Your task – In the data below, find each line containing the string "RngState" and return it.

Items from a data source

- - - - - - -

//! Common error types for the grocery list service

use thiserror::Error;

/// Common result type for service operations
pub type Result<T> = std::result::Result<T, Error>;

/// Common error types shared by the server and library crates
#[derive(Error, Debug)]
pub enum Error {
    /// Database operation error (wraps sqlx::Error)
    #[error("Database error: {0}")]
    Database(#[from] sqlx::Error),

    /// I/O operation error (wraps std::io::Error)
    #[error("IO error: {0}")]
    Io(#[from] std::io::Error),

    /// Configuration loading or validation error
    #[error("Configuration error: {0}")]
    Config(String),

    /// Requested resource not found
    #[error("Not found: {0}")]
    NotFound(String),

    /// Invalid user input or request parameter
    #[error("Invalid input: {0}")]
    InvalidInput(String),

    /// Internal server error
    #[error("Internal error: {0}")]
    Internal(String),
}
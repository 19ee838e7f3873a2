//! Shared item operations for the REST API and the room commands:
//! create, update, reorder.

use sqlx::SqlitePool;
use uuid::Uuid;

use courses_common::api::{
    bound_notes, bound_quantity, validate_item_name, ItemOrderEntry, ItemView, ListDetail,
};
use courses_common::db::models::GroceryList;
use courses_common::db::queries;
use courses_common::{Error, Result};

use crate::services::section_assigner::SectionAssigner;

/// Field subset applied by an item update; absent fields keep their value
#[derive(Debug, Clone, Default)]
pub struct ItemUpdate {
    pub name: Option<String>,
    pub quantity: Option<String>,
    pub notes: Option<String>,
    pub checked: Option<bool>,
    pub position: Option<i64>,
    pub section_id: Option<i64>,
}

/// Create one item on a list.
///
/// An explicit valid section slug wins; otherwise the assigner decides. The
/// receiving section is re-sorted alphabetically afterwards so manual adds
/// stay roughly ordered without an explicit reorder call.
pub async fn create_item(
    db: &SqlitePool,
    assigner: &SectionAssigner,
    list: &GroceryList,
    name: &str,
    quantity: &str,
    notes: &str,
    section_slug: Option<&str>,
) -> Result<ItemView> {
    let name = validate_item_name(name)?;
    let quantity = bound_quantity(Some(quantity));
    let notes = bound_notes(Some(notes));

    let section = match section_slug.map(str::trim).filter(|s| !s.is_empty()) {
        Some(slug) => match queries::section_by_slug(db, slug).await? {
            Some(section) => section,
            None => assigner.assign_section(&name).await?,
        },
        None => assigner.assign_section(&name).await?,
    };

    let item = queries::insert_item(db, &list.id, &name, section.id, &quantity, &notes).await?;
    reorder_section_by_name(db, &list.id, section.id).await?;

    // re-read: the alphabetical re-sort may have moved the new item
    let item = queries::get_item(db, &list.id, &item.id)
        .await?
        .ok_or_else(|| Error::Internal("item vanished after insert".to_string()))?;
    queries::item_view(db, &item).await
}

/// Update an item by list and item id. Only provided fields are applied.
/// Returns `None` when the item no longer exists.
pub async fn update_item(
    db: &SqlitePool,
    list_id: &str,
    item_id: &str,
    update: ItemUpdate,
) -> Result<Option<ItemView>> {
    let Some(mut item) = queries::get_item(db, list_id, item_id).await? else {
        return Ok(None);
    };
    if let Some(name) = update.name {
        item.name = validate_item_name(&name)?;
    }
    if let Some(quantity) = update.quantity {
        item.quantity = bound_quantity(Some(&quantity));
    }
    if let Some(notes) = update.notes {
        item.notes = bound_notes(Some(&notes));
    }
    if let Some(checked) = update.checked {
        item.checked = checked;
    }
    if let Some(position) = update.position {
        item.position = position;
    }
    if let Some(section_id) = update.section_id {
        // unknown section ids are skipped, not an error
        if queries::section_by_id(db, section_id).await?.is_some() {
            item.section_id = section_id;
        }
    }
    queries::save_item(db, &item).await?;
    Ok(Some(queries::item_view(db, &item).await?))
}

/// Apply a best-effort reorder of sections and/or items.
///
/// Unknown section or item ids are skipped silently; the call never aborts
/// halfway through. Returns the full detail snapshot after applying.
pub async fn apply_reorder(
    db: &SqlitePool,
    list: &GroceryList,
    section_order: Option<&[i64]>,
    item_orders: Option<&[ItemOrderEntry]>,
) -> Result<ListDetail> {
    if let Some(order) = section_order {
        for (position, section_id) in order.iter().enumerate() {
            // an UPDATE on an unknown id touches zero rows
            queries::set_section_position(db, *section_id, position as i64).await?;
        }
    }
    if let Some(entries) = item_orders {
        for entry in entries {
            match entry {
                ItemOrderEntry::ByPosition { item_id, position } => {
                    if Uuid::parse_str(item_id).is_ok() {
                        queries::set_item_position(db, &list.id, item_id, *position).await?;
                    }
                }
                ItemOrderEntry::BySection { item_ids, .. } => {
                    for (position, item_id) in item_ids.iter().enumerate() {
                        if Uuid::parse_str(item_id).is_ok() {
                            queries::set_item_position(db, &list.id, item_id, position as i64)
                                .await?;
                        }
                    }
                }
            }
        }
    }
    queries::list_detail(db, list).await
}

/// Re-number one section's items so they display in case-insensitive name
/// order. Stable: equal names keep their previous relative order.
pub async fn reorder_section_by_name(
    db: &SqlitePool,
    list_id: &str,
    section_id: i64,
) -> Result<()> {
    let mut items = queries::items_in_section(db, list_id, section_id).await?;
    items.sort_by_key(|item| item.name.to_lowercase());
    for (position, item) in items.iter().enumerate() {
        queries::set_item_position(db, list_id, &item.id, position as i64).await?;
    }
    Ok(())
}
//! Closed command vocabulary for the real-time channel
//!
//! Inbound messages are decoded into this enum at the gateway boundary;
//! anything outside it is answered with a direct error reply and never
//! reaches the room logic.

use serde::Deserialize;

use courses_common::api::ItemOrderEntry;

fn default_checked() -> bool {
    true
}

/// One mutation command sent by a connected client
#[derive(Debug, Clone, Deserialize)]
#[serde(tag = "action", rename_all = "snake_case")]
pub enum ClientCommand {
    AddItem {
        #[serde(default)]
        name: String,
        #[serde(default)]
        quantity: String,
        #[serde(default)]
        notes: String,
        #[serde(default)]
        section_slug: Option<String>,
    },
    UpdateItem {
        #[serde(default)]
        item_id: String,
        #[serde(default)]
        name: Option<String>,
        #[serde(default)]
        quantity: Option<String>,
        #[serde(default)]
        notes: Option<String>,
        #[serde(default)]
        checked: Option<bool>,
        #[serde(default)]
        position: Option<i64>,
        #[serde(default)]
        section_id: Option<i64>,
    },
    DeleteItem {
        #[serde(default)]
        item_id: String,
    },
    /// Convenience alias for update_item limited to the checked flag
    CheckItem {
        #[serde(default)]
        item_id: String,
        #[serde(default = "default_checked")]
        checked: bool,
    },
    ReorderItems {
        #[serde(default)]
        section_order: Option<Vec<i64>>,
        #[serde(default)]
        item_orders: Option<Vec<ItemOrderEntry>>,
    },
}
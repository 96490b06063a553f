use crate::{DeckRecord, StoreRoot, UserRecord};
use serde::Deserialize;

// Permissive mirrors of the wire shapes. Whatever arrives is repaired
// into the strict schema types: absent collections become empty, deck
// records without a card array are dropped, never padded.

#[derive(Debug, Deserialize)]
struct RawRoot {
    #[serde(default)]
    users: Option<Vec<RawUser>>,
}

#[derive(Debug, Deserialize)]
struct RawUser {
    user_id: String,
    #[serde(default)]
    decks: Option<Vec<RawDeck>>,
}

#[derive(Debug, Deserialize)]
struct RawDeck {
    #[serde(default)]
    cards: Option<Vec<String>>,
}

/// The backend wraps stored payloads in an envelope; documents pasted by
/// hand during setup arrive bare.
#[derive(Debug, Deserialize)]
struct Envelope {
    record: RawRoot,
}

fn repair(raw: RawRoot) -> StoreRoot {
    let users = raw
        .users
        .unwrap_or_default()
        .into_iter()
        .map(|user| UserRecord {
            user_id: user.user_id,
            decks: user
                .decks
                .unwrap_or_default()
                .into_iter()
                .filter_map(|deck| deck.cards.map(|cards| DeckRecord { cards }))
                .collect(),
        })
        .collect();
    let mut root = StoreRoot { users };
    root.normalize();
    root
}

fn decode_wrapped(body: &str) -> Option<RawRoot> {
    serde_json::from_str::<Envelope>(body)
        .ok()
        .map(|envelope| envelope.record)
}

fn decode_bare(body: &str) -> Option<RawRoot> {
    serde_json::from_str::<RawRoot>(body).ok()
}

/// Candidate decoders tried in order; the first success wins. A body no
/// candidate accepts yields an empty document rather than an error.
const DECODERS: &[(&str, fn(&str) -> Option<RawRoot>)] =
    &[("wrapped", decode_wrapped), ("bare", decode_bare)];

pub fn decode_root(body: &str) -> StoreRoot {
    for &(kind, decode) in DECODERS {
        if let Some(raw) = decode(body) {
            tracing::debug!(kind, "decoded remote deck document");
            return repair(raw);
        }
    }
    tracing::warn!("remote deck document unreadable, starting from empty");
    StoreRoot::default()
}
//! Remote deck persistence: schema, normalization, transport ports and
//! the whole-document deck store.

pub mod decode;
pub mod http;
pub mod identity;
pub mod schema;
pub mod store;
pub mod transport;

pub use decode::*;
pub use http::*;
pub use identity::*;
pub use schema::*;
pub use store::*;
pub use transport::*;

- - - - - - -

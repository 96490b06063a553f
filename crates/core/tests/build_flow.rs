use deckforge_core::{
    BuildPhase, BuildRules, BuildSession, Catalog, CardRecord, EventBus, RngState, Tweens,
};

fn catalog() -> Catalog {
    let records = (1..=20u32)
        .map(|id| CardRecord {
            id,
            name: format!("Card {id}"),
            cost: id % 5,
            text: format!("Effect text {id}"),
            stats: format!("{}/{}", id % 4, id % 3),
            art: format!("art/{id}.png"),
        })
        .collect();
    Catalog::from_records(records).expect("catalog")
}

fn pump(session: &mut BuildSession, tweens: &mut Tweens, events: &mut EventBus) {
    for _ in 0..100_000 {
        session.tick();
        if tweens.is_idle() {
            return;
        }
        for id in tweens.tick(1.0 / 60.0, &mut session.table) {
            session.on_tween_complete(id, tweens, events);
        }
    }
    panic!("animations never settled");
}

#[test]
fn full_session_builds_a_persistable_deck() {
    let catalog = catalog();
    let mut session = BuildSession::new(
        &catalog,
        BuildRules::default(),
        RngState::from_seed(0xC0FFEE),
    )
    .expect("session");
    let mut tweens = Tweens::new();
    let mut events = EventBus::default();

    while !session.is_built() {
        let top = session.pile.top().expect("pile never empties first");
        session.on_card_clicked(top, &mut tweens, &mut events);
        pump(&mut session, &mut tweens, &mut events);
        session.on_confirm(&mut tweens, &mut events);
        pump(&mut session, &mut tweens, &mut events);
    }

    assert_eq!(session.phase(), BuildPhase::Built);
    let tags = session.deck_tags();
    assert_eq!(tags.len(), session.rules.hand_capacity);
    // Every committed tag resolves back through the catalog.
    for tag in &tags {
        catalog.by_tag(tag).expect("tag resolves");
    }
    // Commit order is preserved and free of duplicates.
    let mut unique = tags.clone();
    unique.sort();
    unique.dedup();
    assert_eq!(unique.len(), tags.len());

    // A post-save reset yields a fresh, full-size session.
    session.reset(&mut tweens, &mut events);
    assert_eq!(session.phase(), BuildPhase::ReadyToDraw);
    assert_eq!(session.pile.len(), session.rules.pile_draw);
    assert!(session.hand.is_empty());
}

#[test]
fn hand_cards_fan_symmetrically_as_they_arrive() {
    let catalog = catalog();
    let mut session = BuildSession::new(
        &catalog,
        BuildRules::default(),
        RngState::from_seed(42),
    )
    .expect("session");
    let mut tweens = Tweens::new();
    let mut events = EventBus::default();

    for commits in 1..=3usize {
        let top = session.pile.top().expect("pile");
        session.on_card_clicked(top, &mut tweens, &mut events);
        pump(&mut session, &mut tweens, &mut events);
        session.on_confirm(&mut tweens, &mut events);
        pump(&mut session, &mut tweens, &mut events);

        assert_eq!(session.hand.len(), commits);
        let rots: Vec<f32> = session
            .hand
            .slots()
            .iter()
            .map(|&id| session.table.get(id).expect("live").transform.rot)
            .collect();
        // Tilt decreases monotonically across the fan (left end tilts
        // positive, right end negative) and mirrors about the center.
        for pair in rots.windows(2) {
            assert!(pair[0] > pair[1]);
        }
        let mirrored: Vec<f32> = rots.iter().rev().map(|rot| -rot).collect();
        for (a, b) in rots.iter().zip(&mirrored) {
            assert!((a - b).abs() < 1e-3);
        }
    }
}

- - - - - - -

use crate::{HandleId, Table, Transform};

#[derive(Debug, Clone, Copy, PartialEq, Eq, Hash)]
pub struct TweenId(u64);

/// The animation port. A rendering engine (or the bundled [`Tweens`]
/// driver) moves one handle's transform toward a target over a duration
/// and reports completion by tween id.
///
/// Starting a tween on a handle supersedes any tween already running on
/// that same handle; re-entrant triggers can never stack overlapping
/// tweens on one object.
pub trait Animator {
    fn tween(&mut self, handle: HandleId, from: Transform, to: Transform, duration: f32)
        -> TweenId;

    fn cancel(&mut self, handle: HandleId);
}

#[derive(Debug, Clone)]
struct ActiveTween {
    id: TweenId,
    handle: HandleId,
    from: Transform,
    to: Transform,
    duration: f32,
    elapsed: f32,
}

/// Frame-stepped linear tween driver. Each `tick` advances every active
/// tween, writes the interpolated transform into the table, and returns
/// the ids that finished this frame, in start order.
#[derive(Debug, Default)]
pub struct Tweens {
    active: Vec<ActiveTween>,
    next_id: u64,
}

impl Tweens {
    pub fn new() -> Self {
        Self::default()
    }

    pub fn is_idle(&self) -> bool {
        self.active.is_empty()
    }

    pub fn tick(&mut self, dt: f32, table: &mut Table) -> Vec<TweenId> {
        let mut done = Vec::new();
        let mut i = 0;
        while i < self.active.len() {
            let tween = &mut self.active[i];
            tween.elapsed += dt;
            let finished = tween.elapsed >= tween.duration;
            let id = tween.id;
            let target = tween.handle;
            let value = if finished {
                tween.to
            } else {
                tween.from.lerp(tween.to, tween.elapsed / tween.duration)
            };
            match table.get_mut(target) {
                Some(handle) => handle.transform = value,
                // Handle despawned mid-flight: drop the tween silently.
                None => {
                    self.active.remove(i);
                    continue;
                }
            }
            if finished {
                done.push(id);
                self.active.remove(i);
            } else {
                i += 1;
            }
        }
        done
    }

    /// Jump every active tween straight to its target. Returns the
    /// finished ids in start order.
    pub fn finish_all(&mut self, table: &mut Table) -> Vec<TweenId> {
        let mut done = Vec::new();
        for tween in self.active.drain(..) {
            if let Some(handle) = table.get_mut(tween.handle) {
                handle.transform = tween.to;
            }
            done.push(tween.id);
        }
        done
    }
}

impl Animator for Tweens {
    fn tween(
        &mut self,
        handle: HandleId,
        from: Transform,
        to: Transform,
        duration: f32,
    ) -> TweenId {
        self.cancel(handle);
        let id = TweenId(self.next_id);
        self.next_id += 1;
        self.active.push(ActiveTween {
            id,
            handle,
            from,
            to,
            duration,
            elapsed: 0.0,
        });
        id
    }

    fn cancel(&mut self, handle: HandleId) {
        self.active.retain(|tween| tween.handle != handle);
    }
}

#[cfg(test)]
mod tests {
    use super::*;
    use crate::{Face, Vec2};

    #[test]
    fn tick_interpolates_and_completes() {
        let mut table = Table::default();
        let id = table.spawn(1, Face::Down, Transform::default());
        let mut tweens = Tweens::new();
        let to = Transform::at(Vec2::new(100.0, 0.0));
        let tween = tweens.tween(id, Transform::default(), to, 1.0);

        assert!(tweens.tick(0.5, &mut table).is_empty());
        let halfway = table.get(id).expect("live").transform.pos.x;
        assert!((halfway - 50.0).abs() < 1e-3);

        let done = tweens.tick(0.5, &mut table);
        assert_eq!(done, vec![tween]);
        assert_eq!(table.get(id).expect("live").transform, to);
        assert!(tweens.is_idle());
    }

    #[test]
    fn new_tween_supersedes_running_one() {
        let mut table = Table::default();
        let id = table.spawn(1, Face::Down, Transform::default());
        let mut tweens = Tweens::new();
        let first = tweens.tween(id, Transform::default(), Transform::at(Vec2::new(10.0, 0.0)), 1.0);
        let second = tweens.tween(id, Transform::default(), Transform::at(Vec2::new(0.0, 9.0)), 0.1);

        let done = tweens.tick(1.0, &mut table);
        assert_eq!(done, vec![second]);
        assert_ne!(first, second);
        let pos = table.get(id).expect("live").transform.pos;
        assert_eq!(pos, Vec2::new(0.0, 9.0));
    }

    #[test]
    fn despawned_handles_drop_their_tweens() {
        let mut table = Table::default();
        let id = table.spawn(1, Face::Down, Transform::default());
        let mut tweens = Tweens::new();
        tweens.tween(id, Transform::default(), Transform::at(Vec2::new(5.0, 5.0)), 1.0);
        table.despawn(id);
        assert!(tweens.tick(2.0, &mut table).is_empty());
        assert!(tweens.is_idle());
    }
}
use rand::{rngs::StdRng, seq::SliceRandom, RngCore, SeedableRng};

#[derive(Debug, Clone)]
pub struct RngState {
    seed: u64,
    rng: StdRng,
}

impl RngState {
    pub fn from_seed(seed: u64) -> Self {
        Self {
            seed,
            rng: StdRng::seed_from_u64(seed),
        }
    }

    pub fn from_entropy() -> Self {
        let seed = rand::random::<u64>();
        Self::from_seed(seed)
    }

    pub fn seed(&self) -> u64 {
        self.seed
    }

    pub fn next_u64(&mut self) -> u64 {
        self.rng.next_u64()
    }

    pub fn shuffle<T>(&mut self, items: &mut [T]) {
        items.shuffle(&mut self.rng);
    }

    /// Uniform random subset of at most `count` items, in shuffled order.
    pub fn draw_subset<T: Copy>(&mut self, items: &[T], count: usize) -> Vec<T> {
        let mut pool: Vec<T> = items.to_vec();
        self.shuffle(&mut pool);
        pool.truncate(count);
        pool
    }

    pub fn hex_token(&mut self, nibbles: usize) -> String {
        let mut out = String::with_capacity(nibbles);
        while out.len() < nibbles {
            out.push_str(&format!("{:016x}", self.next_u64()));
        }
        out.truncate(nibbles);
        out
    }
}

- - - - - - -

Solution to this task –
    BuildPhase, BuildRules, BuildSession, Catalog, CardRecord, EventBus, RngState, Tweens,
        RngState::from_seed(0xC0FFEE),
        RngState::from_seed(42),
pub struct RngState {
impl RngState {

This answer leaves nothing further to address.